Confronting Kleptocracy–Identifying The Looter Mentality

A recent opinion column The New York Times was titled: The Moral Ambiguity of Looting. Ambiguity? There is nothing ambiguous about it. Let’s have the moral courage to be forthright and uncompromising on this issue: Looting is the theft of property that lawfully belongs to another. There are no “ifs, ands, or buts”. Looting is unconscionable and cannot be tolerated in a civilized society. Once looting begins, it soon devolves into: “You have it, I want it, I’m taking it.” And once looting is sanctioned, then where is the dividing line on “acceptable” plunder? Do you draw the line at: Twinkies? Trinkets? Televisions? Teenage daughters? In essence, looting is pure, unmitigated anarchy in action. None of it is acceptable behavior.

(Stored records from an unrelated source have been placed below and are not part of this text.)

//! Document store repository.
//!
//! Records are JSON documents addressed by `(collection, key)`. Writes are
//! whole-record upserts or top-level field merges, each bumping the store
//! revision and publishing a [`ChangeEvent`] for observers.

use chrono::Utc;
use serde_json::{Map, Value};
use sqlx::{Row, SqliteConnection, SqlitePool};
use tokio::sync::broadcast;

use crate::errors::AppError;

/// Buffered change notifications before slow observers start lagging.
const CHANGE_FEED_CAPACITY: usize = 256;

/// Top-level collections of the document tree.
#[derive(Debug, Clone, Copy, PartialEq, Eq, Hash)]
pub enum Collection {
    Users,
    Posts,
    Comments,
}

impl Collection {
    pub fn as_str(&self) -> &'static str {
        match self {
            Collection::Users => "users",
            Collection::Posts => "posts",
            Collection::Comments => "comments",
        }
    }
}

/// A stored record and its key.
#[derive(Debug, Clone, PartialEq)]
pub struct Document {
    pub key: String,
    pub body: Value,
}

#[derive(Debug, Clone, Copy, PartialEq, Eq)]
pub enum ChangeKind {
    Set,
    Merged,
    Removed,
}

/// Published after every successful write.
#[derive(Debug, Clone, PartialEq, Eq)]
pub struct ChangeEvent {
    pub collection: Collection,
    pub key: String,
    pub kind: ChangeKind,
    pub revision: i64,
}

/// Credentials row for the identity provider.
#[derive(Debug, Clone)]
pub struct Account {
    pub uid: String,
    pub email: String,
    pub password_hash: String,
}

/// Database repository for all data operations.
#[derive(Clone)]
pub struct Repository {
    pool: SqlitePool,
    changes: broadcast::Sender<ChangeEvent>,
}

impl Repository {
    pub fn new(pool: SqlitePool) -> Self {
        let (changes, _) = broadcast::channel(CHANGE_FEED_CAPACITY);
        Self { pool, changes }
    }

    /// Observe writes as they happen.
    pub fn subscribe(&self) -> broadcast::Receiver<ChangeEvent> {
        self.changes.subscribe()
    }

    /// Get the current revision ID.
    pub async fn get_revision_id(&self) -> Result<i64, AppError> {
        let row = sqlx::query("SELECT revision_id FROM meta WHERE id = 1")
            .fetch_one(&self.pool)
            .await?;
        Ok(row.get("revision_id"))
    }

    // ==================== DOCUMENT OPERATIONS ====================

    /// One-shot read of a single record.
    pub async fn get_document(
        &self,
        collection: Collection,
        key: &str,
    ) -> Result<Option<Value>, AppError> {
        let row = sqlx::query("SELECT body FROM documents WHERE collection = ? AND key = ?")
            .bind(collection.as_str())
            .bind(key)
            .fetch_optional(&self.pool)
            .await?;

        match row {
            Some(row) => {
                let body: String = row.get("body");
                let value = serde_json::from_str(&body).map_err(|e| {
                    AppError::Decode(format!(
                        "Malformed record {}/{}: {}",
                        collection.as_str(),
                        key,
                        e
                    ))
                })?;
                Ok(Some(value))
            }
            None => Ok(None),
        }
    }

    /// One-shot read of a whole collection.
    pub async fn list_documents(&self, collection: Collection) -> Result<Vec<Document>, AppError> {
        let rows = sqlx::query("SELECT key, body FROM documents WHERE collection = ? ORDER BY key")
            .bind(collection.as_str())
            .fetch_all(&self.pool)
            .await?;

        Ok(documents_from_rows(collection, &rows))
    }

    /// Records whose top-level `field` equals `value`.
    pub async fn query_documents(
        &self,
        collection: Collection,
        field: &str,
        value: &str,
    ) -> Result<Vec<Document>, AppError> {
        let path = format!("$.{}", field);
        let rows = sqlx::query(
            r#"SELECT key, body FROM documents
               WHERE collection = ?
                 AND CASE WHEN json_valid(body) THEN json_extract(body, ?) END = ?
               ORDER BY key"#,
        )
        .bind(collection.as_str())
        .bind(&path)
        .bind(value)
        .fetch_all(&self.pool)
        .await?;

        Ok(documents_from_rows(collection, &rows))
    }

    /// Whole-record upsert. Returns the new revision.
    pub async fn set_document(
        &self,
        collection: Collection,
        key: &str,
        body: &Value,
    ) -> Result<i64, AppError> {
        let text = serde_json::to_string(body)?;
        let now = Utc::now().to_rfc3339();

        let mut tx = self.pool.begin().await?;
        upsert_body(&mut tx, collection, key, &text, &now).await?;
        let revision = bump_revision(&mut tx).await?;
        tx.commit().await?;

        self.publish(collection, key, ChangeKind::Set, revision);
        Ok(revision)
    }

    /// Merge top-level fields into a record, creating it when missing.
    pub async fn update_document(
        &self,
        collection: Collection,
        key: &str,
        fields: &Map<String, Value>,
    ) -> Result<Value, AppError> {
        let now = Utc::now().to_rfc3339();
        let mut tx = self.pool.begin().await?;

        let row = sqlx::query("SELECT body FROM documents WHERE collection = ? AND key = ?")
            .bind(collection.as_str())
            .bind(key)
            .fetch_optional(&mut *tx)
            .await?;

        let mut merged = match row.map(|r| r.get::<String, _>("body")) {
            Some(body) => match serde_json::from_str::<Value>(&body) {
                Ok(Value::Object(map)) => map,
                _ => {
                    tracing::warn!(
                        "Replacing non-object record {}/{} during merge",
                        collection.as_str(),
                        key
                    );
                    Map::new()
                }
            },
            None => Map::new(),
        };
        for (field, value) in fields {
            merged.insert(field.clone(), value.clone());
        }

        let merged = Value::Object(merged);
        let text = serde_json::to_string(&merged)?;
        upsert_body(&mut tx, collection, key, &text, &now).await?;
        let revision = bump_revision(&mut tx).await?;
        tx.commit().await?;

        self.publish(collection, key, ChangeKind::Merged, revision);
        Ok(merged)
    }

    /// Delete a record by key.
    pub async fn remove_document(&self, collection: Collection, key: &str) -> Result<(), AppError> {
        let mut tx = self.pool.begin().await?;

        let result = sqlx::query("DELETE FROM documents WHERE collection = ? AND key = ?")
            .bind(collection.as_str())
            .bind(key)
            .execute(&mut *tx)
            .await?;

        if result.rows_affected() == 0 {
            return Err(AppError::NotFound(format!(
                "Record {}/{} not found",
                collection.as_str(),
                key
            )));
        }

        let revision = bump_revision(&mut tx).await?;
        tx.commit().await?;

        self.publish(collection, key, ChangeKind::Removed, revision);
        Ok(())
    }

    fn publish(&self, collection: Collection, key: &str, kind: ChangeKind, revision: i64) {
        // No subscribers is fine.
        let _ = self.changes.send(ChangeEvent {
            collection,
            key: key.to_string(),
            kind,
            revision,
        });
    }

    // ==================== ACCOUNT OPERATIONS ====================

    /// Create an account. Emails are stored lowercased and must be unique.
    pub async fn create_account(
        &self,
        email: &str,
        password_hash: &str,
    ) -> Result<Account, AppError> {
        let uid = uuid::Uuid::new_v4().to_string();
        let email = normalize_email(email);
        let now = Utc::now().to_rfc3339();

        let result = sqlx::query(
            "INSERT INTO accounts (uid, email, password_hash, created_at) VALUES (?, ?, ?, ?)",
        )
        .bind(&uid)
        .bind(&email)
        .bind(password_hash)
        .bind(&now)
        .execute(&self.pool)
        .await;

        match result {
            Ok(_) => Ok(Account {
                uid,
                email,
                password_hash: password_hash.to_string(),
            }),
            Err(sqlx::Error::Database(db_err)) if db_err.is_unique_violation() => Err(
                AppError::Conflict(format!("An account for {} already exists", email)),
            ),
            Err(e) => Err(e.into()),
        }
    }

    /// Look up an account by email.
    pub async fn find_account_by_email(&self, email: &str) -> Result<Option<Account>, AppError> {
        let row = sqlx::query("SELECT uid, email, password_hash FROM accounts WHERE email = ?")
            .bind(normalize_email(email))
            .fetch_optional(&self.pool)
            .await?;

        Ok(row.map(|row| Account {
            uid: row.get("uid"),
            email: row.get("email"),
            password_hash: row.get("password_hash"),
        }))
    }
}

// Helper functions

pub fn normalize_email(email: &str) -> String {
    email.trim().to_lowercase()
}

async fn upsert_body(
    conn: &mut SqliteConnection,
    collection: Collection,
    key: &str,
    body: &str,
    now: &str,
) -> Result<(), AppError> {
    sqlx::query(
        r#"INSERT INTO documents (collection, key, body, updated_at) VALUES (?, ?, ?, ?)
           ON CONFLICT(collection, key) DO UPDATE SET body = excluded.body, updated_at = excluded.updated_at"#,
    )
    .bind(collection.as_str())
    .bind(key)
    .bind(body)
    .bind(now)
    .execute(&mut *conn)
    .await?;
    Ok(())
}

async fn bump_revision(conn: &mut SqliteConnection) -> Result<i64, AppError> {
    let now = Utc::now().to_rfc3339();
    let row = sqlx::query(
        "UPDATE meta SET revision_id = revision_id + 1, generated_at = ? WHERE id = 1 RETURNING revision_id",
    )
    .bind(&now)
    .fetch_one(&mut *conn)
    .await?;
    Ok(row.get("revision_id"))
}

fn documents_from_rows(collection: Collection, rows: &[sqlx::sqlite::SqliteRow]) -> Vec<Document> {
    rows.iter()
        .filter_map(|row| {
            let key: String = row.get("key");
            let body: String = row.get("body");
            match serde_json::from_str(&body) {
                Ok(body) => Some(Document { key, body }),
                Err(e) => {
                    tracing::warn!(
                        "Skipping malformed record {}/{}: {}",
                        collection.as_str(),
                        key,
                        e
                    );
                    None
                }
            }
        })
        .collect()
}

#[cfg(test)]
mod tests {
    use super::*;
    use crate::db::init_database;
    use serde_json::json;
    use tempfile::TempDir;

    async fn repo() -> (Repository, TempDir) {
        let temp_dir = TempDir::new().unwrap();
        let pool = init_database(&temp_dir.path().join("test.sqlite"))
            .await
            .unwrap();
        (Repository::new(pool), temp_dir)
    }

    #[tokio::test]
    async fn test_set_get_and_revision() {
        let (repo, _dir) = repo().await;
        let before = repo.get_revision_id().await.unwrap();

        let revision = repo
            .set_document(Collection::Posts, "p1", &json!({ "itemName": "Keys" }))
            .await
            .unwrap();
        assert_eq!(revision, before + 1);

        let body = repo.get_document(Collection::Posts, "p1").await.unwrap();
        assert_eq!(body, Some(json!({ "itemName": "Keys" })));
        assert!(repo
            .get_document(Collection::Users, "p1")
            .await
            .unwrap()
            .is_none());
    }

    #[tokio::test]
    async fn test_update_merges_top_level_fields() {
        let (repo, _dir) = repo().await;
        repo.set_document(
            Collection::Users,
            "u1",
            &json!({ "name": "Ana", "nim": "0706", "email": "ana@uc.ac.id" }),
        )
        .await
        .unwrap();

        let mut fields = Map::new();
        fields.insert("name".to_string(), json!("Ana Maria"));
        let merged = repo
            .update_document(Collection::Users, "u1", &fields)
            .await
            .unwrap();

        assert_eq!(merged["name"], "Ana Maria");
        assert_eq!(merged["nim"], "0706");
    }

    #[tokio::test]
    async fn test_query_by_field_skips_other_values() {
        let (repo, _dir) = repo().await;
        repo.set_document(Collection::Comments, "c1", &json!({ "postId": "a", "text": "x" }))
            .await
            .unwrap();
        repo.set_document(Collection::Comments, "c2", &json!({ "postId": "b", "text": "y" }))
            .await
            .unwrap();

        let docs = repo
            .query_documents(Collection::Comments, "postId", "a")
            .await
            .unwrap();
        assert_eq!(docs.len(), 1);
        assert_eq!(docs[0].key, "c1");
    }

    #[tokio::test]
    async fn test_remove_missing_is_not_found() {
        let (repo, _dir) = repo().await;
        let err = repo
            .remove_document(Collection::Posts, "missing")
            .await
            .unwrap_err();
        assert!(matches!(err, AppError::NotFound(_)));
    }

    #[tokio::test]
    async fn test_change_feed_publishes_writes() {
        let (repo, _dir) = repo().await;
        let mut feed = repo.subscribe();

        repo.set_document(Collection::Posts, "p1", &json!({}))
            .await
            .unwrap();
        repo.remove_document(Collection::Posts, "p1").await.unwrap();

        let first = feed.recv().await.unwrap();
        assert_eq!(first.kind, ChangeKind::Set);
        let second = feed.recv().await.unwrap();
        assert_eq!(second.kind, ChangeKind::Removed);
        assert!(second.revision > first.revision);
    }

    #[tokio::test]
    async fn test_duplicate_account_conflicts() {
        let (repo, _dir) = repo().await;
        repo.create_account("T@t.com", "hash").await.unwrap();
        let err = repo.create_account("t@t.com", "hash").await.unwrap_err();
        assert!(matches!(err, AppError::Conflict(_)));

        let found = repo.find_account_by_email(" t@T.com ").await.unwrap();
        assert_eq!(found.unwrap().email, "t@t.com");
    }
}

It is noteworthy that much of the looting that went on in Chile was not about parents keeping their kids from starving. Rather, it was more about people wanting television sets. Every reader of this blog needs to make a moral choice: Do you tolerate looting or not? I pray that you don’t. If you assent to theft, then don’t be surprised if you come home someday to find your own house looted. As a Christian Libertarian, I’m an advocate of minimalist government. But a society needs some basic laws enforced, or it ceases to be classified as a civilized society. Its clear that law and order being re-established in Chile. But things were dicey there for a few days, and it took more than the just police and army to put the societal trolley back on its tracks.

I’m often asked about depopulation caused by pandemics–how that would be a time that would justify looting. That’s just speculative balderdash. Even in darkest days of The Black Death, when Europe and much of southern Asia lost half of its population, there were still “heirs and assigns.” (If you doubt that, then see William McNeil’s book “Plagues and Peoples”.) It would take a pandemic with a 90% lethality rate or more before that convention would become meaningless. So forget your “It’ll be just like Will Smith and his dog, in I Am Legend” fantasies. The chances of an event causing that level of depopulation, and the even smaller chance of you being one of the lucky few survivors are almost infinitesimal. In all other circumstances, there will be rightful owners or rightful heirs of every piece of land, every vehicle, every tool, every cow, and every larder on Earth. So discard any fanciful “foraging” musings that you might harbor. That’s nonsense.

SurvivalBlog reader William C. recently e-mailed me some thought, in warning about those that are planning to loot, in the aftermath of a disaster. He wrote: “To appraise and to steal someone’s goods incorporates two dilemmas. One is the immoral practice of stealing and the other is the immoral practice of coveting another’s goods. Both are addressed in the [Old Testament] Commandments and should be developed notions in the mind of a moral thinking man.” He is correct in that appraisal. There are moral absolutes, and “Thou shalt not steal” is one of them. I also recently got an e-mail from Geoff in Utah, who mentioned: ” I… find it disturbing the number of people that I’ve come across in my work on becoming self-reliant that feel entitled to what I and others have. For instance there is a Law enforcement officer in town that told me he didn’t need to keep a reserve of anything other than ammo because being an officer of the law he new who had what and he had more guns, ammo and training.”

If your “survival plan” is to loot (or, as I’ve heard it euphemistically put, “forage”), rather than to store in advance what you will need, then that’s not much of a plan. By failing to store substantial quantities of food, you will very quickly force yourself into the role of Vandal or Visiting Visigoth, after the onset of a disaster. And, odds are, you’ll end up in a shallow grave somewhere.

Consider this: The greatest threat we someday face might not be unprepared masses from the inner cities. No, it might be overweight armchair commandos from the suburbs, whose only preparations were buying a set of camo fatigues and an AR-15. That is a nightmare just waiting to happen. If you have budgeted for guns but not food storage, then you are setting yourself up to have only one option, when things fall apart. Examine yourself, and your preparations. If you see that you lack balance in your preparations, then I pray that you re-set your priorities, immediately. Food storage should probably account for more than half of your family preparedness budget. If it doesn’t, then make it so!